"Ich sage", sagte Nonna, daß der junge Gentleman aus seinen Witzen ist."
Aurelia sagte, "ich bin erbärmlich. Er war sehr dumm."
"Sie haben mich, er donnerte bei ihr, betrogen", machte "dabei einen Narren von mir Ihr
Leichtigkeit. Sie sprachen Ihre schmeichelnden Wörter, und er war in dort zuzuhören, und
zu lachen, durch meine Seele! Sie schmeichelten, Sie streichelten, Sie schlichen, Sie
geflüstert, und er war in dort das Lachen und lachte, das Lachen! Ach, gnädige Frau,
Sie reden von seiner jungen Dummheit, aber Sie machen Ihren Gewinn von meinem alten
Dummheit."
"Es ist falsch", sagte Aurelia. "Ich machte es nie."
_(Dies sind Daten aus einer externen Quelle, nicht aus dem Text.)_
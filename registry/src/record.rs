// Copyright (c) Microsoft Corporation.
// Licensed under the MIT License.

//! The unified per-device record (spec §3) merged from the host-side TELEMETRY and MGMT
//! engines.

use std::collections::BTreeMap;

use sparkmesh_protocol::mgmt::ObjectTree;
use sparkmesh_protocol::metric::{DataType, Value};

/// Liveness status of a device as seen by the registry. Distinct from (but derived from) the
/// TELEMETRY engine's [`sparkmesh_protocol::telemetry::host::Status`] and the MGMT engine's
/// [`sparkmesh_protocol::mgmt::host::RegStatus`].
#[derive(Debug, Clone, Copy, PartialEq, Eq)]
pub enum Status {
    /// Neither a birth nor a registration has ever been observed.
    Unknown,
    /// Online on every path expected for this device's type.
    Online,
    /// At least one expected path is stale (sequence gap or expiry), none are offline.
    Stale,
    /// A death, deregistration, or double lifetime expiry was observed on an expected path.
    Offline,
    /// A domain-specific fault/trip condition was reported via a semantic command response.
    Tripped,
}

/// A snapshot of one telemetry metric's current value (spec §3: "telemetry_metrics").
#[derive(Debug, Clone, PartialEq)]
pub struct MetricSnapshot {
    /// Current value.
    pub value: Value,
    /// Value's datatype tag.
    pub datatype: DataType,
    /// Timestamp (ms) this value was last set.
    pub timestamp: u64,
}

/// A metric's declared capability, normally sourced from a loaded device-description (C10).
#[derive(Debug, Clone, PartialEq)]
pub struct Capability {
    /// Declared type name (as the description document spells it).
    pub metric_type: String,
    /// Engineering units, if declared.
    pub units: Option<String>,
    /// Valid range, if declared.
    pub range: Option<(f64, f64)>,
}

/// Which paths are expected for a device's type, governing the `status = online` invariant
/// (spec §3: "requires both a valid birth AND a non-expired registration, when both paths are
/// expected for this device type").
#[derive(Debug, Clone, Copy, PartialEq, Eq)]
pub struct ExpectedPaths {
    /// Whether this device type is expected to publish TELEMETRY birth/data.
    pub telemetry: bool,
    /// Whether this device type is expected to register/update over MGMT.
    pub mgmt: bool,
}

impl Default for ExpectedPaths {
    fn default() -> Self {
        Self {
            telemetry: true,
            mgmt: true,
        }
    }
}

/// Per-path liveness tracked inside a [`DeviceRecord`], combined into the overall [`Status`].
#[derive(Debug, Clone, Copy, PartialEq, Eq)]
pub(crate) enum PathStatus {
    Unknown,
    Online,
    Stale,
    Offline,
}

/// The unified device record (spec §3).
#[derive(Debug, Clone)]
pub struct DeviceRecord {
    /// Unique, case-sensitive device id.
    pub device_id: String,
    /// Device type; selects the telemetry schema and description document.
    pub device_type: Option<String>,
    /// Logical grouping for the telemetry topic namespace.
    pub group_id: Option<String>,
    /// Combined liveness status.
    pub status: Status,
    /// Which paths this device's type is expected to use.
    pub expected_paths: ExpectedPaths,
    /// First reg or first birth, ms since epoch.
    pub registered_at: Option<u64>,
    /// Most recent activity on either path, ms since epoch.
    pub last_seen: Option<u64>,
    /// Most recent birth, ms since epoch.
    pub birth_time: Option<u64>,
    /// Most recent death, ms since epoch.
    pub death_time: Option<u64>,
    /// Declared MGMT lifetime, seconds.
    pub lifetime_s: Option<u64>,
    /// Next TELEMETRY sequence number expected from this device (spec §4.5).
    pub telemetry_seq_expected: u8,
    /// Merged MGMT object tree.
    pub mgmt_objects: ObjectTree,
    /// Current telemetry metric values, keyed by name.
    pub telemetry_metrics: BTreeMap<String, MetricSnapshot>,
    /// Declared capabilities, keyed by metric name.
    pub capabilities: BTreeMap<String, Capability>,

    pub(crate) telemetry_path: PathStatus,
    pub(crate) mgmt_path: PathStatus,
}

impl DeviceRecord {
    pub(crate) fn new(device_id: String) -> Self {
        Self {
            device_id,
            device_type: None,
            group_id: None,
            status: Status::Unknown,
            expected_paths: ExpectedPaths::default(),
            registered_at: None,
            last_seen: None,
            birth_time: None,
            death_time: None,
            lifetime_s: None,
            telemetry_seq_expected: 0,
            mgmt_objects: ObjectTree::new(),
            telemetry_metrics: BTreeMap::new(),
            capabilities: BTreeMap::new(),
            telemetry_path: PathStatus::Unknown,
            mgmt_path: PathStatus::Unknown,
        }
    }

    /// Recompute [`DeviceRecord::status`] from the per-path liveness, honoring
    /// [`ExpectedPaths`]: a path not expected for this device's type never holds the combined
    /// status back.
    pub(crate) fn recompute_status(&mut self) {
        if matches!(self.status, Status::Tripped) {
            return;
        }

        let telemetry = if self.expected_paths.telemetry {
            self.telemetry_path
        } else {
            PathStatus::Online
        };
        let mgmt = if self.expected_paths.mgmt {
            self.mgmt_path
        } else {
            PathStatus::Online
        };

        self.status = if telemetry == PathStatus::Offline || mgmt == PathStatus::Offline {
            Status::Offline
        } else if telemetry == PathStatus::Unknown && mgmt == PathStatus::Unknown {
            Status::Unknown
        } else if telemetry == PathStatus::Stale || mgmt == PathStatus::Stale {
            Status::Stale
        } else if telemetry == PathStatus::Online && mgmt == PathStatus::Online {
            Status::Online
        } else {
            // One path is still Unknown (never observed) while the other is Online/Stale: the
            // device is not yet fully confirmed on every expected path.
            Status::Stale
        };
    }
}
"Durch meine Seele", er sagt, "mir wird nicht widersprochen werden. Ich sage, daß Sie machen. O
Der Himmel, ist dies Ihre Pflicht, Ihre Dankbarkeit, Ihr Dank wegen mir? Warum--
warum, warum, wovon nahm ich Sie? Was machte ich aus Ihnen? Ihr
erbärmliche Mutter---"
Sie blickte mit aufleuchtenden Augen auf. Es gab Gefahr, die darauf gesehen werden sollte, sein
Weg. "Sie ist nicht erbärmlich."
"Dann sollte sie sein, gnädige Frau", sagte er. "Sie ist Elternteil von einem bösen, falschen--"
Aurelia, die weinte, schwankte, um frei zu werden. "Nein, nein! Seien Sie schweigsam. Sie werden nicht
sagen Sie solche Sachen." Sie stempelte ihren Fuß. "Es ist absurd, ich werde es nicht haben,"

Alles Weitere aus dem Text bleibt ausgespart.